▶ Task requirements: Each record should be output exactly, with every character kept.

(Data records)
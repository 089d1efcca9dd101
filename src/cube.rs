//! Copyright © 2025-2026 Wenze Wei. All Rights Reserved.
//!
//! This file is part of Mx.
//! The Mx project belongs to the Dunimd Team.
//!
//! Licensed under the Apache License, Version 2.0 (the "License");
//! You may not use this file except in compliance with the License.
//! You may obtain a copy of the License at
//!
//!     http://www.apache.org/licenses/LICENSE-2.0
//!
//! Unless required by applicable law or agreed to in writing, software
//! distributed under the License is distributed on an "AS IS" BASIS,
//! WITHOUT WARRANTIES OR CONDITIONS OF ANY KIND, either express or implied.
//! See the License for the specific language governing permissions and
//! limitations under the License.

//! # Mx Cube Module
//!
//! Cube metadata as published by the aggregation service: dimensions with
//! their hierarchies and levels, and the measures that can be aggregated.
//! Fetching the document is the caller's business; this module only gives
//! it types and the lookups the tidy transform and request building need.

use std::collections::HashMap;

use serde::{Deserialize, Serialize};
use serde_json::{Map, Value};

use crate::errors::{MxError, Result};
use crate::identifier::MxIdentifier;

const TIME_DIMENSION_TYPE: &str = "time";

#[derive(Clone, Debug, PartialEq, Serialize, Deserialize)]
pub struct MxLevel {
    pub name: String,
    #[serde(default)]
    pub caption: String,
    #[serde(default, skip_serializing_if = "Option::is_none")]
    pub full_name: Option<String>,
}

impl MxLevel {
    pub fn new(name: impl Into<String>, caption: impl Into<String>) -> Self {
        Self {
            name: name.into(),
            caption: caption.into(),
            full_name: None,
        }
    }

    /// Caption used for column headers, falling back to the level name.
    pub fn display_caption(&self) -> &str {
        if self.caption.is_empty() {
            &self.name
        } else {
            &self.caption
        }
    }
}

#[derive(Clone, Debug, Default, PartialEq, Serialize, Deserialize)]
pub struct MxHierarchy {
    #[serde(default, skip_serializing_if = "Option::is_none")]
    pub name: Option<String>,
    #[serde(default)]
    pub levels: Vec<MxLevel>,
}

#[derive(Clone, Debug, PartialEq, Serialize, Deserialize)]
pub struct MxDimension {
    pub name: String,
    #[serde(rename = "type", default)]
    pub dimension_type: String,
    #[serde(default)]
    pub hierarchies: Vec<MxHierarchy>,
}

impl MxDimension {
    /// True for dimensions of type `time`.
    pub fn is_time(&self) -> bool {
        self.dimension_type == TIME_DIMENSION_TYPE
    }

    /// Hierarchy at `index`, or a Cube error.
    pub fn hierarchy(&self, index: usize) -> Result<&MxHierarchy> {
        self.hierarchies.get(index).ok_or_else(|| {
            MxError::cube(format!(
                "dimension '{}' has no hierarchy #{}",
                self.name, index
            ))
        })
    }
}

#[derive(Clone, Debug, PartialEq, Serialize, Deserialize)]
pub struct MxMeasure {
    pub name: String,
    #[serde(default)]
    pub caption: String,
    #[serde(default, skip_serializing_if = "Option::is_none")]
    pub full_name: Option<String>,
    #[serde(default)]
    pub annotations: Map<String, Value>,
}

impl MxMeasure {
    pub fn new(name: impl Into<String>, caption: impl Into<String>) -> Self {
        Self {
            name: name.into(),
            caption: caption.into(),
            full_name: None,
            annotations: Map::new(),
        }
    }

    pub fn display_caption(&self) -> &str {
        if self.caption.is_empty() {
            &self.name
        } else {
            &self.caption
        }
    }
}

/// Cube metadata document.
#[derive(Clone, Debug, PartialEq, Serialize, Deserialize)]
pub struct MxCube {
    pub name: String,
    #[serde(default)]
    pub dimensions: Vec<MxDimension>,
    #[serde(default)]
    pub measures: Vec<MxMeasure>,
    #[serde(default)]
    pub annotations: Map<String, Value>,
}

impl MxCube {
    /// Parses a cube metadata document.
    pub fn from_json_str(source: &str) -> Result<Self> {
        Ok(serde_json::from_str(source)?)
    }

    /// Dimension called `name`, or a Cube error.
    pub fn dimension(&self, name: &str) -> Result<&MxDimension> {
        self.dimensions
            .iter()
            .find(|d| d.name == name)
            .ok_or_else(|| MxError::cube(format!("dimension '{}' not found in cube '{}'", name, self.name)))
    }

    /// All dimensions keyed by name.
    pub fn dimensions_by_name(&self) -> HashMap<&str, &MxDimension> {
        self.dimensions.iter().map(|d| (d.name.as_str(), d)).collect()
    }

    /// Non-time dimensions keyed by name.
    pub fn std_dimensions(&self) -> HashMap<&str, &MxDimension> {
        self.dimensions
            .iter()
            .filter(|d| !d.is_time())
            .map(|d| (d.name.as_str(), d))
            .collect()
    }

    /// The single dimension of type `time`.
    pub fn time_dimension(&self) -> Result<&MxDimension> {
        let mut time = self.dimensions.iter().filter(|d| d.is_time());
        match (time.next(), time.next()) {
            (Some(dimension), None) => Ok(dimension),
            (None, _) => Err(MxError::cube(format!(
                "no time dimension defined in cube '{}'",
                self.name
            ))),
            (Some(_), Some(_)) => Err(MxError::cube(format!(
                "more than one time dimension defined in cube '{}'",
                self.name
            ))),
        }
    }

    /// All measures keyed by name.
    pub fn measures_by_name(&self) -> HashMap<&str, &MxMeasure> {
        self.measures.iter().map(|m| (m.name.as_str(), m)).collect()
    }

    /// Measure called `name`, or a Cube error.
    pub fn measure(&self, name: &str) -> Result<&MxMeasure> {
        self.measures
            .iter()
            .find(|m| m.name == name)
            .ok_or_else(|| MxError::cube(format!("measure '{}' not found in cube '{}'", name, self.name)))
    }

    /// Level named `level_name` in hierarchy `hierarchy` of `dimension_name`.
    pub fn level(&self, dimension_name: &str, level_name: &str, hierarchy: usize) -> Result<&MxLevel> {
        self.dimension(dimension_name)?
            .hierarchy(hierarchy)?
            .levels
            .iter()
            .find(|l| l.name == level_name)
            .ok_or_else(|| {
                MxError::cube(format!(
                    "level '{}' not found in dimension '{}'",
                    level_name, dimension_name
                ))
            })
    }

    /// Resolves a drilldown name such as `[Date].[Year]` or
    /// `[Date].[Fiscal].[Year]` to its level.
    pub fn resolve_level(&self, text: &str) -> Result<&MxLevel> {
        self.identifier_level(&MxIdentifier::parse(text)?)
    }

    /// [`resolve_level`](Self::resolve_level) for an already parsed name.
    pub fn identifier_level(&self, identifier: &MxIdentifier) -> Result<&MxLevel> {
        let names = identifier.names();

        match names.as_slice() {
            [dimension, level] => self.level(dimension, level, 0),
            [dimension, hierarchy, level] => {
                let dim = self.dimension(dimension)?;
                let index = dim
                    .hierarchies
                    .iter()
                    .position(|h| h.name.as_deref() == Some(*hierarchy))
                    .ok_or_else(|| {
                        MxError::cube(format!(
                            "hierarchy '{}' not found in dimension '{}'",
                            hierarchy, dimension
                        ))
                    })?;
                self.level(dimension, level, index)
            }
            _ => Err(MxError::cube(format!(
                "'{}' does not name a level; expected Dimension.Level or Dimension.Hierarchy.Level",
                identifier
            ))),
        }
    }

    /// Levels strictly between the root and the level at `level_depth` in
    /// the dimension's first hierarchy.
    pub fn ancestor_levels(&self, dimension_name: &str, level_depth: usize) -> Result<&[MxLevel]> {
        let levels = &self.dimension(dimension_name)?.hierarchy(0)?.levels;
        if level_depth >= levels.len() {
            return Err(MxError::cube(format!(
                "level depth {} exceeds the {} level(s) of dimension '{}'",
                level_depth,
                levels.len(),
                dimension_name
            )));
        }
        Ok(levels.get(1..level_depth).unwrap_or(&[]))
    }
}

▶ Exercise response:
repository 089d1efcca9dd101
filename src/cube.rs
//! Copyright © 2025-2026 Wenze Wei. All Rights Reserved.
//!
//! This file is part of Mx.
//! The Mx project belongs to the Dunimd Team.
//!
//! Licensed under the Apache License, Version 2.0 (the "License");
//! You may not use this file except in compliance with the License.
//! You may obtain a copy of the License at
//!
//!     http://www.apache.org/licenses/LICENSE-2.0
//!
//! Unless required by applicable law or agreed to in writing, software
//! distributed under the License is distributed on an "AS IS" BASIS,
//! WITHOUT WARRANTIES OR CONDITIONS OF ANY KIND, either express or implied.
//! See the License for the specific language governing permissions and
//! limitations under the License.

//! # Mx Cube Module
//!
//! Cube metadata as published by the aggregation service: dimensions with
//! their hierarchies and levels, and the measures that can be aggregated.
//! Fetching the document is the caller's business; this module only gives
//! it types and the lookups the tidy transform and request building need.

use std::collections::HashMap;

use serde::{Deserialize, Serialize};
use serde_json::{Map, Value};

use crate::errors::{MxError, Result};
use crate::identifier::MxIdentifier;

const TIME_DIMENSION_TYPE: &str = "time";

#[derive(Clone, Debug, PartialEq, Serialize, Deserialize)]
pub struct MxLevel {
    pub name: String,
    #[serde(default)]
    pub caption: String,
    #[serde(default, skip_serializing_if = "Option::is_none")]
    pub full_name: Option<String>,
}

impl MxLevel {
    pub fn new(name: impl Into<String>, caption: impl Into<String>) -> Self {
        Self {
            name: name.into(),
            caption: caption.into(),
            full_name: None,
        }
    }

    /// Caption used for column headers, falling back to the level name.
    pub fn display_caption(&self) -> &str {
        if self.caption.is_empty() {
            &self.name
        } else {
            &self.caption
        }
    }
}

#[derive(Clone, Debug, Default, PartialEq, Serialize, Deserialize)]
pub struct MxHierarchy {
    #[serde(default, skip_serializing_if = "Option::is_none")]
    pub name: Option<String>,
    #[serde(default)]
    pub levels: Vec<MxLevel>,
}

#[derive(Clone, Debug, PartialEq, Serialize, Deserialize)]
pub struct MxDimension {
    pub name: String,
    #[serde(rename = "type", default)]
    pub dimension_type: String,
    #[serde(default)]
    pub hierarchies: Vec<MxHierarchy>,
}

impl MxDimension {
    /// True for dimensions of type `time`.
    pub fn is_time(&self) -> bool {
        self.dimension_type == TIME_DIMENSION_TYPE
    }

    /// Hierarchy at `index`, or a Cube error.
    pub fn hierarchy(&self, index: usize) -> Result<&MxHierarchy> {
        self.hierarchies.get(index).ok_or_else(|| {
            MxError::cube(format!(
                "dimension '{}' has no hierarchy #{}",
                self.name, index
            ))
        })
    }
}

#[derive(Clone, Debug, PartialEq, Serialize, Deserialize)]
pub struct MxMeasure {
    pub name: String,
    #[serde(default)]
    pub caption: String,
    #[serde(default, skip_serializing_if = "Option::is_none")]
    pub full_name: Option<String>,
    #[serde(default)]
    pub annotations: Map<String, Value>,
}

impl MxMeasure {
    pub fn new(name: impl Into<String>, caption: impl Into<String>) -> Self {
        Self {
            name: name.into(),
            caption: caption.into(),
            full_name: None,
            annotations: Map::new(),
        }
    }

    pub fn display_caption(&self) -> &str {
        if self.caption.is_empty() {
            &self.name
        } else {
            &self.caption
        }
    }
}

/// Cube metadata document.
#[derive(Clone, Debug, PartialEq, Serialize, Deserialize)]
pub struct MxCube {
    pub name: String,
    #[serde(default)]
    pub dimensions: Vec<MxDimension>,
    #[serde(default)]
    pub measures: Vec<MxMeasure>,
    #[serde(default)]
    pub annotations: Map<String, Value>,
}

impl MxCube {
    /// Parses a cube metadata document.
    pub fn from_json_str(source: &str) -> Result<Self> {
        Ok(serde_json::from_str(source)?)
    }

    /// Dimension called `name`, or a Cube error.
    pub fn dimension(&self, name: &str) -> Result<&MxDimension> {
        self.dimensions
            .iter()
            .find(|d| d.name == name)
            .ok_or_else(|| MxError::cube(format!("dimension '{}' not found in cube '{}'", name, self.name)))
    }

    /// All dimensions keyed by name.
    pub fn dimensions_by_name(&self) -> HashMap<&str, &MxDimension> {
        self.dimensions.iter().map(|d| (d.name.as_str(), d)).collect()
    }

    /// Non-time dimensions keyed by name.
    pub fn std_dimensions(&self) -> HashMap<&str, &MxDimension> {
        self.dimensions
            .iter()
            .filter(|d| !d.is_time())
            .map(|d| (d.name.as_str(), d))
            .collect()
    }

    /// The single dimension of type `time`.
    pub fn time_dimension(&self) -> Result<&MxDimension> {
        let mut time = self.dimensions.iter().filter(|d| d.is_time());
        match (time.next(), time.next()) {
            (Some(dimension), None) => Ok(dimension),
            (None, _) => Err(MxError::cube(format!(
                "no time dimension defined in cube '{}'",
                self.name
            ))),
            (Some(_), Some(_)) => Err(MxError::cube(format!(
                "more than one time dimension defined in cube '{}'",
                self.name
            ))),
        }
    }

    /// All measures keyed by name.
    pub fn measures_by_name(&self) -> HashMap<&str, &MxMeasure> {
        self.measures.iter().map(|m| (m.name.as_str(), m)).collect()
    }

    /// Measure called `name`, or a Cube error.
    pub fn measure(&self, name: &str) -> Result<&MxMeasure> {
        self.measures
            .iter()
            .find(|m| m.name == name)
            .ok_or_else(|| MxError::cube(format!("measure '{}' not found in cube '{}'", name, self.name)))
    }

    /// Level named `level_name` in hierarchy `hierarchy` of `dimension_name`.
    pub fn level(&self, dimension_name: &str, level_name: &str, hierarchy: usize) -> Result<&MxLevel> {
        self.dimension(dimension_name)?
            .hierarchy(hierarchy)?
            .levels
            .iter()
            .find(|l| l.name == level_name)
            .ok_or_else(|| {
                MxError::cube(format!(
                    "level '{}' not found in dimension '{}'",
                    level_name, dimension_name
                ))
            })
    }

    /// Resolves a drilldown name such as `[Date].[Year]` or
    /// `[Date].[Fiscal].[Year]` to its level.
    pub fn resolve_level(&self, text: &str) -> Result<&MxLevel> {
        self.identifier_level(&MxIdentifier::parse(text)?)
    }

    /// [`resolve_level`](Self::resolve_level) for an already parsed name.
    pub fn identifier_level(&self, identifier: &MxIdentifier) -> Result<&MxLevel> {
        let names = identifier.names();

        match names.as_slice() {
            [dimension, level] => self.level(dimension, level, 0),
            [dimension, hierarchy, level] => {
                let dim = self.dimension(dimension)?;
                let index = dim
                    .hierarchies
                    .iter()
                    .position(|h| h.name.as_deref() == Some(*hierarchy))
                    .ok_or_else(|| {
                        MxError::cube(format!(
                            "hierarchy '{}' not found in dimension '{}'",
                            hierarchy, dimension
                        ))
                    })?;
                self.level(dimension, level, index)
            }
            _ => Err(MxError::cube(format!(
                "'{}' does not name a level; expected Dimension.Level or Dimension.Hierarchy.Level",
                identifier
            ))),
        }
    }

    /// Levels strictly between the root and the level at `level_depth` in
    /// the dimension's first hierarchy.
    pub fn ancestor_levels(&self, dimension_name: &str, level_depth: usize) -> Result<&[MxLevel]> {
        let levels = &self.dimension(dimension_name)?.hierarchy(0)?.levels;
        if level_depth >= levels.len() {
            return Err(MxError::cube(format!(
                "level depth {} exceeds the {} level(s) of dimension '{}'",
                level_depth,
                levels.len(),
                dimension_name
            )));
        }
        Ok(levels.get(1..level_depth).unwrap_or(&[]))
    }
}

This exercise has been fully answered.